Il “Napoleon” di Ridley Scott , nelle sale dal 22 novembre, prende le distanze dall’ennesima epopea storica su un grande personaggio del passato. Il film si apre con un giovane Bonaparte che guida l’assedio contro le truppe britanniche a Tolone. Si getta nella lotta, è visibilmente terrorizzato, persino ansimante. È difficile credere che quell’uomo diventerà il Cesare della Francia.
“Napoleon”, nei cinema dal 22 novembre, inizia con Maria Antonietta giustiziata per ghigliottina dinanzi alla folla, e termina con Napoleone a Sant’Elena, dove morì all’età di 51 anni nel 1821, Nel mezzo assistiamo alla sua ascesa al potere senza scrupoli. Il suo colpo di Stato contro il Direttorio francese nel 1799 è una farsa sgangherata. Lancia i suoi eserciti in giro per il continente si mostra incline a scoppi d’ira petulanti, urlando ai britannici: “Pensate di essere così grandi solo perché avete delle barche!”
Ridley Scott non condivide molto del mito dell’eroe che irrompe sulla scena europea con un impeto beethoveniano, per sconvolgere i vecchi assetti del potere che sembravano come mummificati e annunciare un’era di libertà. Quello che vediamo sullo schermo è un bruto impulsivo e dal temperamento subdolo, che dispone di uomini e cose con una disarmante naturalezza.
Per oltre 200 anni, le rappresentazioni di Napoleone sono passate dal geniale riformatore nato dalla Rivoluzione Francese a tiranno predatore le cui guerre hanno straziato l’Europa, lasciando sui campi di battaglia i corpi di migliaia di soldati. Napoleone stesso ha contribuito a plasmare la sua eredità mentre era in esilio a Sant’Elena con una memoria autoreferenziale. Alcuni dei giganti della letteratura del XIX secolo si sono confrontati con lui. Victor Hugo scrisse che Napoleone perse a Waterloo perché dava fastidio a Dio, non rientrava più nella legge del diciannovesimo secolo. Tolstoj, in “Guerra e pace”, lo definisce “l’uomo più insignificante della storia”.
Joaquin Phoenix nel ruolo di Napoleone è’ un omuncolo la cui sete di potere diventerà un’ossessione. Un tiranno e un marito innamorato di sua moglie Josephine. Una figura marginale nei testi storici diventa nel film di Scott una donna forte, indipendente e schietta. Quando Napoleone la vede per la prima volta a una festa, ne rimane incantato.
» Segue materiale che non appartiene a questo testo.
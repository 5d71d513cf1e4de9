use thiserror::Error;

/// Result type for emission operations.
pub type Result<T> = std::result::Result<T, Error>;

#[derive(Debug, Clone, PartialEq, Eq, Error)]
pub enum Error {
    /// A line classifier pointed outside the line it was given.
    ///
    /// This is a defect in the classifier, never in the emitted content.
    #[error("line classifier returned content range {start}..{end} for a {len}-byte line {line:?}")]
    Classifier {
        line: String,
        start: usize,
        end: usize,
        len: usize,
    },

    #[error(
        "cannot declare namespace '{name}' inside a document already wrapped in namespace '{current}'"
    )]
    NestedNamespace { name: String, current: String },
}
//! Render operation - writing the document.

use std::path::Path;

use eyre::{Context, Result};
use quill_core::File;
use quill_manifest::ManifestFile;

use crate::reports::RenderReport;

/// Deliver rendered `text` to `output`, the manifest's output path or
/// stdout, in that order of preference. `dry_run` never touches disk.
pub fn render(
    file: &ManifestFile,
    text: String,
    output: Option<&Path>,
    dry_run: bool,
) -> Result<RenderReport> {
    let target = output.map(Path::to_path_buf).or_else(|| file.output_path());

    let Some(path) = target else {
        return Ok(RenderReport::Stdout { content: text });
    };

    if dry_run {
        return Ok(RenderReport::Preview {
            path,
            content: text,
        });
    }

    let result = File::new(&path, text)
        .write()
        .wrap_err_with(|| format!("Failed to write {}", path.display()))?;
    tracing::info!(path = %path.display(), ?result, "rendered document");

    Ok(RenderReport::Written { path, result })
}

#[cfg(test)]
mod tests {
    use std::fs;

    use quill_core::WriteResult;
    use tempfile::TempDir;

    use super::*;

    fn manifest(dir: &Path, extra: &str) -> ManifestFile {
        let path = dir.join("quill.toml");
        fs::write(&path, format!("{extra}[[types]]\nname = \"Ping\"\n")).unwrap();
        ManifestFile::open(path).unwrap()
    }

    #[test]
    fn test_writes_manifest_output() {
        let temp = TempDir::new().unwrap();
        let file = manifest(temp.path(), "output = \"Gen/Ping.cs\"\n");
        let text = file.render().unwrap();

        let report = render(&file, text.clone(), None, false).unwrap();
        let target = temp.path().join("Gen/Ping.cs");
        assert!(matches!(
            report,
            RenderReport::Written { ref path, result: WriteResult::Written } if path == &target
        ));
        assert_eq!(fs::read_to_string(&target).unwrap(), text);

        let again = render(&file, text, None, false).unwrap();
        assert!(matches!(
            again,
            RenderReport::Written { result: WriteResult::Unchanged, .. }
        ));
    }

    #[test]
    fn test_output_flag_wins() {
        let temp = TempDir::new().unwrap();
        let file = manifest(temp.path(), "output = \"Gen/Ping.cs\"\n");
        let explicit = temp.path().join("Other.cs");

        render(&file, file.render().unwrap(), Some(&explicit), false).unwrap();
        assert!(explicit.exists());
        assert!(!temp.path().join("Gen/Ping.cs").exists());
    }

    #[test]
    fn test_dry_run_does_not_write() {
        let temp = TempDir::new().unwrap();
        let file = manifest(temp.path(), "output = \"Ping.cs\"\n");

        let report = render(&file, file.render().unwrap(), None, true).unwrap();
        assert!(matches!(report, RenderReport::Preview { .. }));
        assert!(!temp.path().join("Ping.cs").exists());
    }

    #[test]
    fn test_without_output_goes_to_stdout() {
        let temp = TempDir::new().unwrap();
        let file = manifest(temp.path(), "");

        let report = render(&file, "x\n".to_string(), None, false).unwrap();
        assert!(matches!(report, RenderReport::Stdout { ref content } if content == "x\n"));
    }
}
//! Lowering a manifest into a document through the fluent builders.

use quill_core::{NamingConvention, TemplateRegistry, Values};
use quill_emit::{
    Annotated, Document, Members, MethodBuilder, Statements, TopLevel, TypeBuilder,
};

use crate::{Error, Manifest, MethodSpec, ParameterSpec, Placement, Result, Snippet, TypeSpec};

/// Build the document a manifest describes.
///
/// Template snippets are looked up in `templates`; a snippet's own values
/// override the manifest-wide ones.
pub fn lower(manifest: &Manifest, templates: &TemplateRegistry) -> Result<Document> {
    let mut doc = Document::new(manifest.document.clone());

    if let Some(namespace) = &manifest.namespace {
        doc.namespace(namespace);
    }
    for using in &manifest.usings {
        doc.using(using);
    }
    for using in &manifest.static_usings {
        doc.using_static(using);
    }
    for (alias, target) in &manifest.aliases {
        doc.using_alias(alias, target);
    }

    lower_snippets(&mut doc, manifest, templates, Placement::Before)?;
    for ty in &manifest.types {
        doc.type_decl(type_signature(ty), |builder| lower_type(builder, ty));
    }
    lower_snippets(&mut doc, manifest, templates, Placement::After)?;

    tracing::debug!(
        types = manifest.type_count(),
        methods = manifest.method_count(),
        entries = doc.nodes().len(),
        "lowered manifest"
    );
    Ok(doc)
}

fn lower_snippets(
    doc: &mut Document,
    manifest: &Manifest,
    templates: &TemplateRegistry,
    placement: Placement,
) -> Result<()> {
    for snippet in manifest.snippets.iter().filter(|s| s.placement == placement) {
        let text = snippet_text(snippet, manifest, templates)?;
        doc.raw(text.trim_end());
    }
    Ok(())
}

fn snippet_text(
    snippet: &Snippet,
    manifest: &Manifest,
    templates: &TemplateRegistry,
) -> Result<String> {
    match (&snippet.raw, &snippet.template) {
        (Some(raw), _) => Ok(raw.clone()),
        (None, Some(id)) => {
            let values: Values = manifest
                .values
                .iter()
                .chain(&snippet.values)
                .map(|(k, v)| (k.clone(), v.clone()))
                .collect();
            templates
                .render(id, &values)
                .map_err(|e| Box::new(Error::from(e)))
        }
        (None, None) => Ok(String::new()),
    }
}

fn lower_type(builder: &mut TypeBuilder, ty: &TypeSpec) {
    if let Some(summary) = &ty.summary {
        builder.doc(|doc| {
            doc.summary(summary);
        });
    }
    for attribute in &ty.attributes {
        builder.attribute(attribute);
    }
    for constraint in &ty.constraints {
        builder.constraint(constraint);
    }
    for base in &ty.bases {
        builder.base(base);
    }
    if ty.is_terminated() {
        builder.terminated();
        return;
    }

    for member in &ty.members {
        builder.member(member);
    }
    for method in &ty.methods {
        builder.method(method_signature(method, &ty.name), |m| lower_method(m, method));
    }
    for nested in &ty.types {
        builder.nested_type(type_signature(nested), |b| lower_type(b, nested));
    }
}

fn lower_method(builder: &mut MethodBuilder, method: &MethodSpec) {
    let documented = method.parameters.iter().any(|p| p.doc.is_some());
    if method.summary.is_some() || method.returns_doc.is_some() || documented {
        builder.doc(|doc| {
            if let Some(summary) = &method.summary {
                doc.summary(summary);
            }
            for parameter in &method.parameters {
                if let Some(text) = &parameter.doc {
                    doc.param(parameter_name(parameter), text);
                }
            }
            if let Some(returns) = &method.returns_doc {
                doc.returns(returns);
            }
        });
    }
    for attribute in &method.attributes {
        builder.attribute(attribute);
    }
    for constraint in &method.constraints {
        builder.constraint(constraint);
    }

    if method.is_abstract {
        builder.abstract_();
    } else if let Some(expression) = &method.arrow {
        builder.arrow().statement(expression);
    } else {
        for statement in &method.body {
            builder.statement(statement);
        }
    }
}

/// `public sealed class Name<T>(int x)`
fn type_signature(ty: &TypeSpec) -> String {
    let mut parts: Vec<&str> = ty.modifiers.iter().map(String::as_str).collect();
    parts.push(ty.kind.keyword());

    let mut signature = parts.join(" ");
    signature.push(' ');
    signature.push_str(&ty.name);
    push_generics(&mut signature, &ty.generics);
    if let Some(parameters) = &ty.parameters {
        signature.push('(');
        signature.push_str(parameters);
        signature.push(')');
    }
    signature
}

/// `public Task<Order> LoadAsync<T>(int id, bool cached = false)`; a
/// method named after its type is a constructor and has no return type.
fn method_signature(method: &MethodSpec, owner: &str) -> String {
    let mut parts: Vec<&str> = method.modifiers.iter().map(String::as_str).collect();
    if method.name != owner {
        parts.push(&method.returns);
    }
    parts.push(&method.name);

    let mut signature = parts.join(" ");
    push_generics(&mut signature, &method.generics);

    let parameters: Vec<String> = method
        .parameters
        .iter()
        .map(|p| match &p.default {
            Some(default) => format!("{} {} = {}", p.ty, parameter_name(p), default),
            None => format!("{} {}", p.ty, parameter_name(p)),
        })
        .collect();
    signature.push('(');
    signature.push_str(&parameters.join(", "));
    signature.push(')');
    signature
}

fn push_generics(signature: &mut String, generics: &[String]) {
    if !generics.is_empty() {
        signature.push('<');
        signature.push_str(&generics.join(", "));
        signature.push('>');
    }
}

/// Parameter names keep their spelling; reserved words get `@`.
fn parameter_name(parameter: &ParameterSpec) -> String {
    NamingConvention::CSHARP.safe_name(&parameter.name)
}
//! Check command report data structures.

use std::path::PathBuf;

use serde::Serialize;

use super::output::{Output, Report};

/// Summary of a valid manifest.
#[derive(Debug, Serialize)]
pub struct CheckReport {
    pub config_path: PathBuf,
    pub namespace: Option<String>,
    /// `using`, `using static` and alias directives.
    pub imports: usize,
    pub types: usize,
    pub methods: usize,
    pub snippets: usize,
    /// Resolved output path, if the manifest names one.
    pub output: Option<PathBuf>,
}

impl Report for CheckReport {
    fn render(&self, out: &mut dyn Output) {
        out.preformatted(&format!("✓ {} is valid", self.config_path.display()));
        out.newline();

        out.key_value_indented("namespace", self.namespace.as_deref().unwrap_or("(none)"));
        out.key_value_indented("imports", &self.imports.to_string());
        out.key_value_indented("types", &self.types.to_string());
        out.key_value_indented("methods", &self.methods.to_string());
        out.key_value_indented("snippets", &self.snippets.to_string());

        let output = self
            .output
            .as_ref()
            .map(|path| path.display().to_string())
            .unwrap_or_else(|| "stdout".to_string());
        out.key_value_indented("output", &output);
    }
}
Napoleone e Joséphine si sposano e si tradiscono continuamente, fingendo un po’ di sdegno al momento della scoperta, per poi ritornare al normale ménage matrimoniale. Dal fronte lui le scrive lettera d’amore infuocate. Quando Josephine è costretta al divorzio perchè non riesce a dargli un erede, le viene assegnata comunque una residenza in cui vivere, ricevendo qui frequenti visite di Napoleone. Nella visione cinematografica di Scott, Napoleone e Josephine non si rendono davvero conto di essere innamorati fino a quando le turbolenze politiche li costringono a separarsi. La loro relazione viene rappresentata persino beffardamente adolescenziale.
Il film è un arazzo storico al limite del satirico. Più di una volta in “Napoleon”, Bonaparte viene definito il più grande leader del mondo, ma di quella leadership si vede ben poco. Quello che emerge è il ritratto di un bambino immaturo, una figura passiva che si tappa le orecchie e dà ordini di aprire il fuoco.
Ridley Scott nel periodo della cancel culture sembra aver voluto cavalcare la tendenza di chi sovrappone alle altre epoche idee e principi del nostro tempo, un eterno presente che dà anacronisticamente giudizi e condanne su eventi trascorsi, di modo che si rischia di non capire più né il passato né l’oggi.